Inside, information boards explained in even tones the documents from the meeting convened to enact the 'final solution'. Euphemisms like this are one of the most chilling things about the conference. Attendees talked about crimes against humanity in the same way a business would discuss a new sales strategy or recruitment campaign.

Of plans to work people to death in forced labour camps, they said that 'a large portion will undoubtedly drop out through natural reduction'. And they noted that those who do not 'drop out' would need 'suitable treatment'. Meaning of course, they must be murdered.

The mundanity of the language brought to mind a phrase coined by philosopher and political thinker Hannah Arendt: 'the banality of evil'. She used it to describe one of the key figures at the conference, Adolf Eichmann, who defended himself at his war crimes trial with the excuse that he was just following orders.

Arendt argues that Eichmann wasn't just following orders, but neither was he a fanatic or a sociopath. Instead, he was driven to dreadful crimes simply by professional ambition and a willingness not to think about his actions. It's a sobering thought, given how many people I've met who share those characteristics.

Needing to process all that I'd read, I went outside to the gardens behind the villa. They stretch down peacefully to the waters, inviting contemplation. But that is a relatively recent transformation – for over 35 years from 1952, the grounds were filled with the sounds of play because the building served as a Schullandheim (school camp).

In a thickly wooded area I came across a haunting sound installation. It imagines children from the school meeting Joseph Wulf, who long campaigned for the villa to become a research and documentation centre.

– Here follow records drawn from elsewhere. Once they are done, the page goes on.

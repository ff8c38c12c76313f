use serde::{Deserialize, Serialize};
use std::fmt;
use std::str::FromStr;
use super::content::Content;

/// Speaker of a chat message
#[derive(Debug, Clone, Copy, PartialEq, Eq, Hash, Serialize, Deserialize)]
#[serde(rename_all = "lowercase")]
pub enum Role {
    User,
    Assistant,
    System,
}

impl Role {
    pub fn as_str(&self) -> &'static str {
        match self {
            Self::User => "user",
            Self::Assistant => "assistant",
            Self::System => "system",
        }
    }
}

impl fmt::Display for Role {
    fn fmt(&self, f: &mut fmt::Formatter<'_>) -> fmt::Result {
        f.write_str(self.as_str())
    }
}

impl FromStr for Role {
    type Err = anyhow::Error;

    fn from_str(s: &str) -> Result<Self, Self::Err> {
        match s {
            "user" => Ok(Self::User),
            "assistant" => Ok(Self::Assistant),
            "system" => Ok(Self::System),
            other => anyhow::bail!("Unknown message role: {}", other),
        }
    }
}

/// Provider-agnostic chat message
#[derive(Debug, Clone, PartialEq, Serialize, Deserialize)]
#[serde(tag = "role", rename_all = "lowercase")]
pub enum Message {
    /// System prompt (instructions)
    System {
        content: Content,
    },

    #[serde(rename = "user")]
    Human {
        content: Content,
    },

    #[serde(rename = "assistant")]
    AI {
        content: Content,
    },
}

impl Message {
    pub fn system(content: impl Into<Content>) -> Self {
        Self::System {
            content: content.into(),
        }
    }

    pub fn human(content: impl Into<Content>) -> Self {
        Self::Human {
            content: content.into(),
        }
    }

    pub fn ai(content: impl Into<Content>) -> Self {
        Self::AI {
            content: content.into(),
        }
    }

    pub fn from_role(role: Role, content: impl Into<Content>) -> Self {
        match role {
            Role::System => Self::system(content),
            Role::User => Self::human(content),
            Role::Assistant => Self::ai(content),
        }
    }

    pub fn role(&self) -> Role {
        match self {
            Self::System { .. } => Role::System,
            Self::Human { .. } => Role::User,
            Self::AI { .. } => Role::Assistant,
        }
    }

    pub fn content(&self) -> &Content {
        match self {
            Self::System { content } | Self::Human { content } | Self::AI { content } => content,
        }
    }
}
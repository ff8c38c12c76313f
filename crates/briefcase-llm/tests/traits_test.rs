use briefcase_llm::{ChatClient, ChatOptions, ChatRequest, Message, OpenAIClient, OpenAIConfig, ResponseFormat, text_deltas};
use futures::StreamExt;

#[test]
fn test_chat_request_with_options() {
    let messages = vec![Message::human("Hello")];
    let options = ChatOptions::new()
        .temperature(0.7)
        .max_tokens(100)
        .seed(7);

    let request = ChatRequest::new("gpt-4o", messages)
        .with_options(options);

    assert_eq!(request.model, "gpt-4o");
    assert_eq!(request.options.temperature, Some(0.7));
    assert_eq!(request.options.max_tokens, Some(100));
    assert_eq!(request.options.seed, Some(7));
    assert_eq!(request.options.response_format, ResponseFormat::Text);
}

#[test]
fn test_chat_options_default() {
    let options = ChatOptions::default();

    assert_eq!(options.temperature, None);
    assert_eq!(options.max_tokens, None);
    assert_eq!(options.seed, None);
}

fn client_for(server: &mockito::Server) -> OpenAIClient {
    let config = OpenAIConfig::new("sk-test").with_base_url(server.url());
    OpenAIClient::from_config(&config).unwrap()
}

#[tokio::test]
async fn test_chat_against_mock_server() {
    let mut server = mockito::Server::new_async().await;
    let mock = server
        .mock("POST", "/chat/completions")
        .match_header("authorization", "Bearer sk-test")
        .with_status(200)
        .with_header("content-type", "application/json")
        .with_body(
            serde_json::json!({
                "id": "chatcmpl-1",
                "model": "gpt-4o",
                "choices": [{
                    "index": 0,
                    "message": { "role": "assistant", "content": "Incorporate in Delaware" },
                    "finish_reason": "stop"
                }],
                "usage": { "prompt_tokens": 10, "completion_tokens": 4, "total_tokens": 14 }
            })
            .to_string(),
        )
        .create_async()
        .await;

    let client = client_for(&server);
    let response = client
        .chat(ChatRequest::new("gpt-4o", vec![Message::human("Where?")]))
        .await
        .unwrap();

    mock.assert_async().await;
    assert_eq!(response.content.as_deref(), Some("Incorporate in Delaware"));
    assert_eq!(response.usage.unwrap().total_tokens, 14);
    assert_eq!(response.finish_reason.as_deref(), Some("stop"));
}

#[tokio::test]
async fn test_chat_stream_against_mock_server() {
    let mut server = mockito::Server::new_async().await;
    let body = [
        r#"data: {"id":"c","model":"m","choices":[{"index":0,"delta":{"role":"assistant","content":"Hi"},"finish_reason":null}]}"#,
        r#"data: {"id":"c","model":"m","choices":[{"index":0,"delta":{"content":" there"},"finish_reason":null}]}"#,
        r#"data: {"id":"c","model":"m","choices":[{"index":0,"delta":{},"finish_reason":"stop"}]}"#,
        "data: [DONE]",
        "",
    ]
    .join("\n\n");

    let _mock = server
        .mock("POST", "/chat/completions")
        .match_body(mockito::Matcher::PartialJson(serde_json::json!({ "stream": true, "seed": 3 })))
        .with_status(200)
        .with_header("content-type", "text/event-stream")
        .with_body(body)
        .create_async()
        .await;

    let client = client_for(&server);
    let request = ChatRequest::new("m", vec![Message::human("Hello")])
        .with_options(ChatOptions::new().seed(3));
    let stream = client.chat_stream(request).await.unwrap();
    let text: Vec<String> = text_deltas(stream).map(|t| t.unwrap()).collect().await;

    assert_eq!(text.concat(), "Hi there");
}

#[tokio::test]
async fn test_upstream_error_status() {
    let mut server = mockito::Server::new_async().await;
    let _mock = server
        .mock("POST", "/chat/completions")
        .with_status(401)
        .with_body(r#"{"error":{"message":"bad key"}}"#)
        .create_async()
        .await;

    let client = client_for(&server);
    let err = client
        .chat_stream(ChatRequest::new("m", vec![Message::human("Hello")]))
        .await
        .err()
        .unwrap();

    assert!(err.to_string().contains("401"));
}
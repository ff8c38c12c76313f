use anyhow::Result;
use futures::{Stream, StreamExt};
use std::fmt::Display;
use std::pin::Pin;

use super::buffering::CircularLineBuffer;
use crate::StreamEvent;

/// Strategy for turning SSE `data:` payloads into stream events
pub trait SseLineParser: Send {
    fn parse_data_line(&self, data: &str) -> Result<Vec<StreamEvent>>;

    fn is_done_marker(&self, data: &str) -> bool {
        data == "[DONE]"
    }
}

/// Generic SSE parser over any byte-chunk stream.
///
/// Non-`data:` lines (comments, `event:`, `id:`) are ignored. The stream ends
/// after the done marker or when the upstream closes.
pub fn parse_sse_stream<S, B, E, P>(
    byte_stream: S,
    parser: P,
) -> Pin<Box<dyn Stream<Item = Result<StreamEvent>> + Send>>
where
    S: Stream<Item = std::result::Result<B, E>> + Send + 'static,
    B: AsRef<[u8]> + Send,
    E: Display + Send,
    P: SseLineParser + 'static,
{
    Box::pin(async_stream::stream! {
        let mut byte_chunks = Box::pin(byte_stream);
        let mut buffer = CircularLineBuffer::with_capacity(4096);
        let mut finished = false;

        'outer: while let Some(chunk_result) = byte_chunks.next().await {
            match chunk_result {
                Ok(bytes) => {
                    buffer.extend(bytes.as_ref());

                    while let Some(line_result) = buffer.next_line() {
                        match line_result {
                            Ok(line) => {
                                match handle_line(&line, &parser) {
                                    LineOutcome::Events(events) => {
                                        for event in events {
                                            yield Ok(event);
                                        }
                                    }
                                    LineOutcome::Done => {
                                        yield Ok(StreamEvent::Done { finish_reason: None });
                                        finished = true;
                                        break 'outer;
                                    }
                                    LineOutcome::Failed(e) => yield Err(e),
                                    LineOutcome::Skip => {}
                                }
                            }
                            Err(e) => yield Err(e),
                        }
                    }
                }
                Err(e) => {
                    yield Err(anyhow::anyhow!("Stream error: {}", e));
                    finished = true;
                    break;
                }
            }
        }

        if !finished {
            if let Some(Ok(line)) = buffer.take_remainder() {
                match handle_line(&line, &parser) {
                    LineOutcome::Events(events) => {
                        for event in events {
                            yield Ok(event);
                        }
                    }
                    LineOutcome::Done => yield Ok(StreamEvent::Done { finish_reason: None }),
                    LineOutcome::Failed(e) => yield Err(e),
                    LineOutcome::Skip => {}
                }
            }
        }
    })
}

enum LineOutcome {
    Events(Vec<StreamEvent>),
    Done,
    Failed(anyhow::Error),
    Skip,
}

fn handle_line<P: SseLineParser>(line: &str, parser: &P) -> LineOutcome {
    let line = line.trim();
    let Some(data) = line.strip_prefix("data:") else {
        return LineOutcome::Skip;
    };
    let data = data.trim_start();

    if parser.is_done_marker(data) {
        return LineOutcome::Done;
    }

    match parser.parse_data_line(data) {
        Ok(events) => LineOutcome::Events(events),
        Err(e) => LineOutcome::Failed(e),
    }
}
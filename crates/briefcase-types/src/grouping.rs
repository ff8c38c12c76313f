//! Date buckets for the conversation sidebar.

use chrono::{DateTime, TimeZone};
use serde::Serialize;
use std::fmt;

use crate::conversation::Conversation;

/// Display bucket, in display order
#[derive(Debug, Clone, Copy, PartialEq, Eq, PartialOrd, Ord, Hash, Serialize)]
pub enum DateGroup {
    Today,
    Yesterday,
    #[serde(rename = "This Week")]
    ThisWeek,
    #[serde(rename = "This Month")]
    ThisMonth,
    Older,
}

impl DateGroup {
    pub const ALL: [DateGroup; 5] = [
        DateGroup::Today,
        DateGroup::Yesterday,
        DateGroup::ThisWeek,
        DateGroup::ThisMonth,
        DateGroup::Older,
    ];

    /// Bucket for a calendar-day distance (future dates count as today)
    pub fn from_days_ago(days: i64) -> Self {
        match days {
            i64::MIN..=0 => DateGroup::Today,
            1 => DateGroup::Yesterday,
            2..=7 => DateGroup::ThisWeek,
            8..=30 => DateGroup::ThisMonth,
            _ => DateGroup::Older,
        }
    }

    pub fn label(&self) -> &'static str {
        match self {
            DateGroup::Today => "Today",
            DateGroup::Yesterday => "Yesterday",
            DateGroup::ThisWeek => "This Week",
            DateGroup::ThisMonth => "This Month",
            DateGroup::Older => "Older",
        }
    }
}

impl fmt::Display for DateGroup {
    fn fmt(&self, f: &mut fmt::Formatter<'_>) -> fmt::Result {
        f.write_str(self.label())
    }
}

#[derive(Debug, Clone, PartialEq, Serialize)]
pub struct ConversationGroup<'a> {
    pub group: DateGroup,
    pub conversations: Vec<&'a Conversation>,
}

/// Bucket conversations by last activity relative to `now`, in `now`'s timezone.
///
/// Empty groups are omitted. Each group is sorted newest-first by creation
/// time; ties keep their input order.
pub fn group_conversations<'a, Tz: TimeZone>(
    conversations: &'a [Conversation],
    now: &DateTime<Tz>,
) -> Vec<ConversationGroup<'a>> {
    let tz = now.timezone();
    let today = now.date_naive();

    let mut buckets: [Vec<&'a Conversation>; 5] = Default::default();
    for conv in conversations {
        let activity_day = conv.last_activity().with_timezone(&tz).date_naive();
        let group = DateGroup::from_days_ago((today - activity_day).num_days());
        buckets[group as usize].push(conv);
    }

    DateGroup::ALL
        .into_iter()
        .zip(buckets)
        .filter(|(_, convs)| !convs.is_empty())
        .map(|(group, mut convs)| {
            convs.sort_by(|a, b| b.created_at.cmp(&a.created_at));
            ConversationGroup {
                group,
                conversations: convs,
            }
        })
        .collect()
}
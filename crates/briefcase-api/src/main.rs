use std::sync::Arc;
use tracing_subscriber::{layer::SubscriberExt, util::SubscriberInitExt, EnvFilter};

use briefcase_api::{build_router, config::Config, state::AppState};

#[tokio::main]
async fn main() -> anyhow::Result<()> {
    // Load .env file
    dotenvy::dotenv().ok();

    let config = Config::load()
        .map_err(|e| anyhow::anyhow!("Failed to load configuration: {}", e))?;

    init_logging(&config);

    tracing::info!("Starting Briefcase API server");
    tracing::info!("Config loaded: {}:{}", config.server.host, config.server.port);

    let addr = format!("{}:{}", config.server.host, config.server.port);
    let state = Arc::new(AppState::from_config(config).await?);

    let app = build_router(state);

    let listener = tokio::net::TcpListener::bind(&addr).await?;

    tracing::info!("Server listening on {}", addr);
    tracing::info!("Health check: http://{}/health", addr);
    tracing::info!("OpenAPI document: http://{}/api-docs/openapi.json", addr);

    axum::serve(listener, app).await?;

    Ok(())
}

fn init_logging(config: &Config) {
    let env_filter = EnvFilter::try_from_default_env()
        .or_else(|_| EnvFilter::try_new(&config.logging.level))
        .unwrap_or_else(|_| EnvFilter::new("info"));

    let registry = tracing_subscriber::registry().with(env_filter);

    match config.logging.format.as_str() {
        "json" => {
            registry
                .with(tracing_subscriber::fmt::layer().json())
                .init();
        }
        _ => {
            registry
                .with(tracing_subscriber::fmt::layer().pretty())
                .init();
        }
    }
}
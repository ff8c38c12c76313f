use serde::{Deserialize, Serialize};
use std::collections::HashMap;
use std::sync::{Arc, RwLock};

use crate::cache::TagCache;
use crate::error::{Result, StoreError};

#[derive(Debug, Clone, PartialEq, Serialize, Deserialize)]
pub struct Counter {
    pub id: String,
    pub value: i64,
}

pub struct CounterService {
    counters: RwLock<HashMap<String, i64>>,
    cache: Arc<dyn TagCache>,
}

impl CounterService {
    pub fn new(cache: Arc<dyn TagCache>) -> Self {
        Self {
            counters: RwLock::new(HashMap::new()),
            cache,
        }
    }

    pub fn tag(id: &str) -> String {
        format!("counter:{}", id)
    }

    /// Unknown ids read as zero
    pub async fn get(&self, id: &str) -> Result<Counter> {
        let key = Self::tag(id);
        if let Some(entry) = self.cache.get(&key).await? {
            if let Ok(counter) = serde_json::from_value::<Counter>(entry.value) {
                return Ok(counter);
            }
        }

        let value = {
            let counters = self.counters.read().map_err(|_| poisoned())?;
            counters.get(id).copied().unwrap_or(0)
        };
        let counter = Counter {
            id: id.to_string(),
            value,
        };

        self.cache
            .set(&key, serde_json::to_value(&counter)?, vec![Self::tag(id)])
            .await?;
        Ok(counter)
    }

    pub async fn increment(&self, id: &str, by: i64) -> Result<Counter> {
        let value = {
            let mut counters = self.counters.write().map_err(|_| poisoned())?;
            let value = counters.entry(id.to_string()).or_insert(0);
            *value = value.saturating_add(by);
            *value
        };

        self.cache.revalidate_tag(&Self::tag(id)).await?;
        tracing::debug!(counter = id, value, "Counter incremented");

        Ok(Counter {
            id: id.to_string(),
            value,
        })
    }
}

fn poisoned() -> StoreError {
    StoreError::Internal("counter lock poisoned".to_string())
}
//! Fixed instructions sent to the model and the helpers that assemble them.

use briefcase_llm::Message;
use briefcase_types::{ChatMessage, DEFAULT_TITLE};

pub const SYSTEM_PROMPT: &str = "You are Briefcase, an AI legal assistant for startup founders. \
Answer questions about company formation, fundraising, equity, contracts, employment and \
intellectual property in plain language. Point out when an issue depends on jurisdiction or \
needs review by a licensed attorney. Be concise and practical, and use markdown when it helps.";

pub const DOCUMENT_CONTEXT_PREFIX: &str = "Context from the uploaded document:\n\n";

pub const FEE_PROMPT: &str = "You estimate how long a startup lawyer would need for a task. \
Given the conversation context and the client's question, reply with a JSON object \
{\"hours\": number, \"rationale\": string}. Hours must be a non-negative number; the rationale \
explains the estimate in two or three sentences.";

pub const TITLE_PROMPT: &str = "Write a short title (at most six words) for a conversation that \
starts with the exchange below. Reply with the title only, without quotes or punctuation at the end.";

pub const SUMMARY_PROMPT: &str = "Summarize the following legal text for a startup founder. \
Keep the key obligations, deadlines, amounts and risks. Use short bullet points.";

pub const PROSPECT_PROMPT: &str = "You find potential customers or partners for a startup law \
practice. From the web page text below, list the companies or organisations worth contacting. \
Reply with a JSON object {\"prospects\": [{\"name\": string, \"website\": string or null, \
\"description\": string}]}. Use an empty list when the page names none.";

/// Longest title kept after cleaning
pub const MAX_TITLE_CHARS: usize = 60;

/// Assemble the chat prompt: system prompt first, then the uploaded document
/// (when there is one), then the transcript in order.
pub fn build_chat_prompt(messages: &[ChatMessage], document_context: Option<&str>) -> Vec<Message> {
    let mut prompt = Vec::with_capacity(messages.len() + 2);
    prompt.push(Message::system(SYSTEM_PROMPT));

    if let Some(context) = document_context.filter(|c| !c.trim().is_empty()) {
        prompt.push(Message::system(format!("{}{}", DOCUMENT_CONTEXT_PREFIX, context)));
    }

    prompt.extend(messages.iter().map(Message::from));
    prompt
}

pub fn title_request(user_message: &str, assistant_message: &str) -> Vec<Message> {
    vec![
        Message::system(TITLE_PROMPT),
        Message::human(format!(
            "User: {}\n\nAssistant: {}",
            user_message, assistant_message
        )),
    ]
}

/// Strip quotes and whitespace the model tends to add, cap the length.
pub fn clean_title(raw: &str) -> String {
    let trimmed = raw
        .trim()
        .trim_matches(|c: char| c == '"' || c == '\'' || c == '`' || c.is_whitespace());

    if trimmed.is_empty() {
        return DEFAULT_TITLE.to_string();
    }

    trimmed.chars().take(MAX_TITLE_CHARS).collect::<String>().trim_end().to_string()
}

His plans had met resistance and, despairing of ever seeing them come to fruition, he took his own life in 1974.

I stopped to listen to the final part of the sound installation. Singing to the children in Yiddish, Wulf tells a dark fairy tale of a heartbroken shepherd who, after losing his flock, drowns himself in the lake. The children - who once played here, unaware of their forefathers' sins – follow Wulf's voice into the water's depths.

The recording finished and I stood between the trees thinking about what I'd heard. Wulf didn't live to see the impact the House of the Wannsee Conference had on me, or on the thousands of others who have visited since it opened in 1992. That seemed like a final injustice on top of all the crimes perpetrated here.

I caught the bus back to the station and then the S-Bahn into central Berlin. I'd walk some more tomorrow but for today I was done. History has rarely felt as raw.